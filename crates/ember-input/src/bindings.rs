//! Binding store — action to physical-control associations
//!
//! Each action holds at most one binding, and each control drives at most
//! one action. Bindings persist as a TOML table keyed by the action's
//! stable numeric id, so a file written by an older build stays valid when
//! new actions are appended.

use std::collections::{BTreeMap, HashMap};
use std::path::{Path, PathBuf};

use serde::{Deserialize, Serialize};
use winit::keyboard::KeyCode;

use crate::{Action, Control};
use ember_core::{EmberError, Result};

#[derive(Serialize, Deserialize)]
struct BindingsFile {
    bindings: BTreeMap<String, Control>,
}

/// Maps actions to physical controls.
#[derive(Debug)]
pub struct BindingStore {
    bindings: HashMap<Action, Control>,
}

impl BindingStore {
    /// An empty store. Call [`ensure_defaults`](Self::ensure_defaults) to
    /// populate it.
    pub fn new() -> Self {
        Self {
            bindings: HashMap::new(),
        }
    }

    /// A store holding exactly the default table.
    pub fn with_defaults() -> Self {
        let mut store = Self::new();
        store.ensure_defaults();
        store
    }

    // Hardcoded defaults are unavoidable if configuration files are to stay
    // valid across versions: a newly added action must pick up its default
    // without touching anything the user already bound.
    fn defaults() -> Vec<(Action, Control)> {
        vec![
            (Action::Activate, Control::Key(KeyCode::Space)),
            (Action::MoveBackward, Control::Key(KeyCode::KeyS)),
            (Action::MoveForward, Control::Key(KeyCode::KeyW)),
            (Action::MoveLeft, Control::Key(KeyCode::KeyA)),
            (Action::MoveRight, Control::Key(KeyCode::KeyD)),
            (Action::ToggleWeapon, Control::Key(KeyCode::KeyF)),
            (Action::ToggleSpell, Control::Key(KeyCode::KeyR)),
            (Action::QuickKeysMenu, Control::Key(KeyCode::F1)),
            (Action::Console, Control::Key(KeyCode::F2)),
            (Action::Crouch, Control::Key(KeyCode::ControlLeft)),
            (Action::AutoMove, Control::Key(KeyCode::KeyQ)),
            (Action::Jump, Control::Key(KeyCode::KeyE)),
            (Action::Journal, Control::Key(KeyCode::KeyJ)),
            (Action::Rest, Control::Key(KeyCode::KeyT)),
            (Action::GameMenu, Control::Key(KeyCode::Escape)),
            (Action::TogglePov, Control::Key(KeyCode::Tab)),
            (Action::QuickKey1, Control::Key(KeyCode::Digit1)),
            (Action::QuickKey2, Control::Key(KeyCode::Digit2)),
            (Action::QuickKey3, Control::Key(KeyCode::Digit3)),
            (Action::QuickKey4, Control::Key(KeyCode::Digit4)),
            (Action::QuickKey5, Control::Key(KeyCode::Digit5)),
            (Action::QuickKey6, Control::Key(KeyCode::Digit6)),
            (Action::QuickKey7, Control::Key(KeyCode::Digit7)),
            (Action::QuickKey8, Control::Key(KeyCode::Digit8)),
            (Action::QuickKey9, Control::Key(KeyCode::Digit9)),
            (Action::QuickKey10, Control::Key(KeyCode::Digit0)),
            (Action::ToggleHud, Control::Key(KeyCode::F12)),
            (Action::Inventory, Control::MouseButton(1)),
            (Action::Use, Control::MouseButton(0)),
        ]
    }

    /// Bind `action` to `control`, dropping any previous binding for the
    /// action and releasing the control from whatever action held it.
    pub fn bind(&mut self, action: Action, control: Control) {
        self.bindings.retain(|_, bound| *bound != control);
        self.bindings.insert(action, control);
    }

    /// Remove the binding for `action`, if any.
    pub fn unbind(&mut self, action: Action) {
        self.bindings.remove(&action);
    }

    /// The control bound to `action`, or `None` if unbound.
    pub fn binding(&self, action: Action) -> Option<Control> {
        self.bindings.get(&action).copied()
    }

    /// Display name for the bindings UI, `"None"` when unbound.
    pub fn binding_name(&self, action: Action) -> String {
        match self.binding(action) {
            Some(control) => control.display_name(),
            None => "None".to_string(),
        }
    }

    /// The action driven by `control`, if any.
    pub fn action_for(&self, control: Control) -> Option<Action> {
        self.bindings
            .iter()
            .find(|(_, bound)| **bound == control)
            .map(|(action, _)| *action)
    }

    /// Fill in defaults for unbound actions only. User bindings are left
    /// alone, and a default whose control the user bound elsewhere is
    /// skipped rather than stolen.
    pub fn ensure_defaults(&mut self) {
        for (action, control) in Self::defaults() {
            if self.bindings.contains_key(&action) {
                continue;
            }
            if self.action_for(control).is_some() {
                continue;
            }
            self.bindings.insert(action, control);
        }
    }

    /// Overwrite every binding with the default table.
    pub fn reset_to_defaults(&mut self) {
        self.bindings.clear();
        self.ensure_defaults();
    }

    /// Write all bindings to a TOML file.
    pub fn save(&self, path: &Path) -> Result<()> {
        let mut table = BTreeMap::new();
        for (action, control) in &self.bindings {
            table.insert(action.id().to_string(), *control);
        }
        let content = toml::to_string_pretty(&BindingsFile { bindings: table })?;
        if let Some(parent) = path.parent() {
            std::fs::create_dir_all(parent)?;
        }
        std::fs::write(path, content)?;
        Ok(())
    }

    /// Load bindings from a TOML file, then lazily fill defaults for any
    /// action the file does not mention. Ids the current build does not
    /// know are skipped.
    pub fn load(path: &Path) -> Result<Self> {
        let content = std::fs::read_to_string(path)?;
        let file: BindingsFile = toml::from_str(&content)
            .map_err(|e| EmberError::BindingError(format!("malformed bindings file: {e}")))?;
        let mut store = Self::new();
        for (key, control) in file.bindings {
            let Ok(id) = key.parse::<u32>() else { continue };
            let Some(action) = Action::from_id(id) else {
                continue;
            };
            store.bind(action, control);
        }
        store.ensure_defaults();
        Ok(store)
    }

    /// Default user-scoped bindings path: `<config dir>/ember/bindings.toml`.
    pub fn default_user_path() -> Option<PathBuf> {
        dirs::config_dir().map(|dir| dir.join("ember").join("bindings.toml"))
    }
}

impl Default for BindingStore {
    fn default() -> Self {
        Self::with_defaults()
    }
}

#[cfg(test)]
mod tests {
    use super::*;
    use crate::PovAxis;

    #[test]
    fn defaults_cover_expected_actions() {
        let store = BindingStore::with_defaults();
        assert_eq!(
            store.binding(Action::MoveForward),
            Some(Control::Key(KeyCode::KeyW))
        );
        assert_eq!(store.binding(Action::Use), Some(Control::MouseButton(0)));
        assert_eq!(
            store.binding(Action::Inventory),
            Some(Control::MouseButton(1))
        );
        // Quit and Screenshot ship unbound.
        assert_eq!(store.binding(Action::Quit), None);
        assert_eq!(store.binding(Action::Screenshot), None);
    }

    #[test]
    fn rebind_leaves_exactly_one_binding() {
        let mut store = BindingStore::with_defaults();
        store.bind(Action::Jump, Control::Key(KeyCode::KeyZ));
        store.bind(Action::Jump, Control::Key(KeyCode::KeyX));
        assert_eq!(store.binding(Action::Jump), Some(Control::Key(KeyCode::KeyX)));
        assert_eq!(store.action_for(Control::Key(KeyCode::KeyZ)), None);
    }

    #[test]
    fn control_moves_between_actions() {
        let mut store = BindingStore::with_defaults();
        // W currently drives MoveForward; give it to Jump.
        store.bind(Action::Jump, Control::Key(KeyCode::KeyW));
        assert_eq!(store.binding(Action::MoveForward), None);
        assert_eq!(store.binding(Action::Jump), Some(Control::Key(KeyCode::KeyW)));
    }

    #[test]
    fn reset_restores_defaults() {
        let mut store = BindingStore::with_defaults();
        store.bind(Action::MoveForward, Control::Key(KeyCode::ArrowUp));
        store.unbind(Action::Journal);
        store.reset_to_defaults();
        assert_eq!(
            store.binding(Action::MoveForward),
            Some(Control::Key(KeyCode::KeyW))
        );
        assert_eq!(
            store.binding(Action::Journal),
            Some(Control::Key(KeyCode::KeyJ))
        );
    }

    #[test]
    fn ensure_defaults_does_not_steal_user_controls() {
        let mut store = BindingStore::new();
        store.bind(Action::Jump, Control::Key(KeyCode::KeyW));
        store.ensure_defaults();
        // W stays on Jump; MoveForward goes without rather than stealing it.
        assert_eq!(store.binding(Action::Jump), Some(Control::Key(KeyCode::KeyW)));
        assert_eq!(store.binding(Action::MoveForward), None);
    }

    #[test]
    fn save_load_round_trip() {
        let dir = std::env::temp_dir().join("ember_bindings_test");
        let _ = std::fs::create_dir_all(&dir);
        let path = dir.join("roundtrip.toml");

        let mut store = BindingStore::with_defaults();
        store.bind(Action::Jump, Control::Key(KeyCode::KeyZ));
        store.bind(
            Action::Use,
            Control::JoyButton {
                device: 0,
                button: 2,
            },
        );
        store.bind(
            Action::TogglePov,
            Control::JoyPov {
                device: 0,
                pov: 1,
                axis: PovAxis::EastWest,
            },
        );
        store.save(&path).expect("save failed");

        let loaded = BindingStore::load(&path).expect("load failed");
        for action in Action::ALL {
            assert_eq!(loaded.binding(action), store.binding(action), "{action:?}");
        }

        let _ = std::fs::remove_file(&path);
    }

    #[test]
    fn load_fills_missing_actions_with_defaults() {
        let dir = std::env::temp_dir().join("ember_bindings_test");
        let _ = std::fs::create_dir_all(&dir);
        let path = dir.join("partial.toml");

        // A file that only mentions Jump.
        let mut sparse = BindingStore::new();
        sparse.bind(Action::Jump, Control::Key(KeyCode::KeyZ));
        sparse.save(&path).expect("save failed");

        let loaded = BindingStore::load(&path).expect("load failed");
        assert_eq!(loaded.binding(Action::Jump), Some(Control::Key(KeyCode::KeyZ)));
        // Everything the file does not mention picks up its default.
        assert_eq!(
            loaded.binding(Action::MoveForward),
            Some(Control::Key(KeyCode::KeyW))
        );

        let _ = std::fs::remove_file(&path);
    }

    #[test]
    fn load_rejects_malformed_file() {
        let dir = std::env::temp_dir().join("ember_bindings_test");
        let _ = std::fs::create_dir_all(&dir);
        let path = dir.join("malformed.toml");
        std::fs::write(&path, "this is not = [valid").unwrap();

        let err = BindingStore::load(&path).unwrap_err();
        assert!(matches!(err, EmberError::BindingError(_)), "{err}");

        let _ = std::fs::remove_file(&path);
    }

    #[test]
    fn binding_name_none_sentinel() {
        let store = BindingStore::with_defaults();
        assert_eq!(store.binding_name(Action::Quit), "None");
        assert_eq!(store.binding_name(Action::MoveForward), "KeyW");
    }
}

* * *

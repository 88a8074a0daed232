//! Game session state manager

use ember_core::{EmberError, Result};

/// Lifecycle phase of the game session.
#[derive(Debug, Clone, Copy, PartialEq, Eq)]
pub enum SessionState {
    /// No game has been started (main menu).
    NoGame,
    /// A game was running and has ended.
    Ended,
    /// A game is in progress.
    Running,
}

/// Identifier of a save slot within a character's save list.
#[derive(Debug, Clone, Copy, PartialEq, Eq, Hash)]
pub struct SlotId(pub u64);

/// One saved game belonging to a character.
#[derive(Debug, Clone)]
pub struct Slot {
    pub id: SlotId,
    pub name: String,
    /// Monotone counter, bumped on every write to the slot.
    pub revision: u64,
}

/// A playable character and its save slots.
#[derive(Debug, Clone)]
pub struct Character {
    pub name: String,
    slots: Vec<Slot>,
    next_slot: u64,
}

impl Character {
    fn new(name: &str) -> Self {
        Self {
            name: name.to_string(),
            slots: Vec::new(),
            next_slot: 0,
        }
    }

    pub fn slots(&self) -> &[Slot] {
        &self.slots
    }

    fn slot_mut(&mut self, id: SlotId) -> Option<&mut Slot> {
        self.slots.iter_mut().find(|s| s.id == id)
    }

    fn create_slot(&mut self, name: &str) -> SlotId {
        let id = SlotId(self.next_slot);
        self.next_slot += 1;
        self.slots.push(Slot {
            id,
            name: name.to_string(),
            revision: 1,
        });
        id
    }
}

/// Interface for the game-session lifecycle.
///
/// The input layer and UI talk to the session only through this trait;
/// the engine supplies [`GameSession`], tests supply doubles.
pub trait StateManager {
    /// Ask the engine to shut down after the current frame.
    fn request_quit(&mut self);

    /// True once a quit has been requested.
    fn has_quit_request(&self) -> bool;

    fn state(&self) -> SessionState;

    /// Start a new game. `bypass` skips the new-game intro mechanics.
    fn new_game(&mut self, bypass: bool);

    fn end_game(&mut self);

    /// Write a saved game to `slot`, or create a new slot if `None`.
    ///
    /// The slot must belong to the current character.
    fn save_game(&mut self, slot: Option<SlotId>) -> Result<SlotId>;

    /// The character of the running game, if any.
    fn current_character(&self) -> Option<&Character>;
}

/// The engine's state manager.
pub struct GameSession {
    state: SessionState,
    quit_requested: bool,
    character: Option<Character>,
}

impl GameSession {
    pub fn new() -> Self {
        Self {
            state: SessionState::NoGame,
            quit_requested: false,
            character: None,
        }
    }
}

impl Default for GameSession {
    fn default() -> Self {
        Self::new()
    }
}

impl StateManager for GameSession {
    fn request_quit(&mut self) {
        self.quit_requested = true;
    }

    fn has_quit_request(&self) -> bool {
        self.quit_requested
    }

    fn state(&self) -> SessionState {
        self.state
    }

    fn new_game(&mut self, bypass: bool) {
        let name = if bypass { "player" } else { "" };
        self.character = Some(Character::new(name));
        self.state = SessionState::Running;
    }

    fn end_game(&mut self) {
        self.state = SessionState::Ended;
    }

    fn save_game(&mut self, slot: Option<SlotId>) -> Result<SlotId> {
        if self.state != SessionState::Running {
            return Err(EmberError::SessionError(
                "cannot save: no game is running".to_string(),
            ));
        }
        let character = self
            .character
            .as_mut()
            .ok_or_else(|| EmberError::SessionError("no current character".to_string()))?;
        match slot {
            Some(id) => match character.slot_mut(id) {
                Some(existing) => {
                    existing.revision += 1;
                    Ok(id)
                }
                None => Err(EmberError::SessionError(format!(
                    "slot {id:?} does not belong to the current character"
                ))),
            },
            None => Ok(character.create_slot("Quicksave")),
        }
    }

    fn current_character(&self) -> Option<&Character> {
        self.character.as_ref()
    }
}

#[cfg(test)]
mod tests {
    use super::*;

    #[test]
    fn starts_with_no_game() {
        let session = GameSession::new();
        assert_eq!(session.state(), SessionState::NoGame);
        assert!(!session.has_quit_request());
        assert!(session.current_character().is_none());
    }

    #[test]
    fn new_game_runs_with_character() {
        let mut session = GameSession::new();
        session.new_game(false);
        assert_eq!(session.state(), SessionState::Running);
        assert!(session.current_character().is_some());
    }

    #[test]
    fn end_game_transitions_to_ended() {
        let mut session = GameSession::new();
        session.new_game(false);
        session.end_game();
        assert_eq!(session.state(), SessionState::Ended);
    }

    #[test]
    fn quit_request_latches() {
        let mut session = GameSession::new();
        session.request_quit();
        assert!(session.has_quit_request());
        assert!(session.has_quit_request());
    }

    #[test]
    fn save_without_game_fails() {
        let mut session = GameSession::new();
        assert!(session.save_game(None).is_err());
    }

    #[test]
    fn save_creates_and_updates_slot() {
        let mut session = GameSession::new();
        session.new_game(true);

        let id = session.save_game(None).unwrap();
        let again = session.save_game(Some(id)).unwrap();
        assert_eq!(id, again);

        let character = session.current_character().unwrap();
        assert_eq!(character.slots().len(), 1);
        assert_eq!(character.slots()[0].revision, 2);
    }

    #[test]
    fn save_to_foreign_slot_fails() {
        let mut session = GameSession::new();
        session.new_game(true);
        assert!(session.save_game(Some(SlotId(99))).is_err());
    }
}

■ **Exercise objective**
Extract all lines from the data in which "Copy" is found.

■ **Response for this exercise**
#[derive(Debug, Clone, Copy, PartialEq, Eq)]
#[derive(Debug, Clone, Copy, PartialEq, Eq, Hash)]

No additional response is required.